Dose this mean with the displayed 21 FPS, roughly 21 hours passed in one second? Would be interesting to test with different speed 5 FPS numbers and how many hours progressed in like 100 s.
In principle yes, if you disable frame smoothing (see below). My main point was that the game does not aim to reach the target FPS when it is busy (whether because of speed 5 or because late game lag does not allow reaching the intended speed). This is a tradeoff between having more FPS or the game advancing more quickly and the developers apparently opt for the latter. So with OP's high end rig the solution in 1940 to get better FPS is to just not run speed 5.
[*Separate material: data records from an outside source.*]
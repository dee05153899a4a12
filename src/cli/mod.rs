pub mod args;
pub mod commands;
pub mod output;

pub use args::{CliArgs, ModeArg};
pub use commands::handle_commands;
pub use output::{render, seconds_to_mmss, DisplayFields, OutputFormat};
Actual late game lag where even lower speeds don't run smoothly anymore is a different story of course.
By default the game uses frame smoothing. So when simulating a game hour does take longer than the targeted interval between two frames, there are a bunch of opportunities throughout the simulation to render additional frames. Think like an old-school progress bar which updates when certain intermediate steps are finished. Only when even the slices of the simulation between two such checkpoints becomes too slow would the frame rate drop when smoothing is on.
Frame smoothing can be disabled with launch options
-handsoff (which runs an automated AI game) or
-debug_smooth=no (or console command
debug_smooth). With smoothing disabled, you should consistently see the relation between fps and game hours while on speed 5.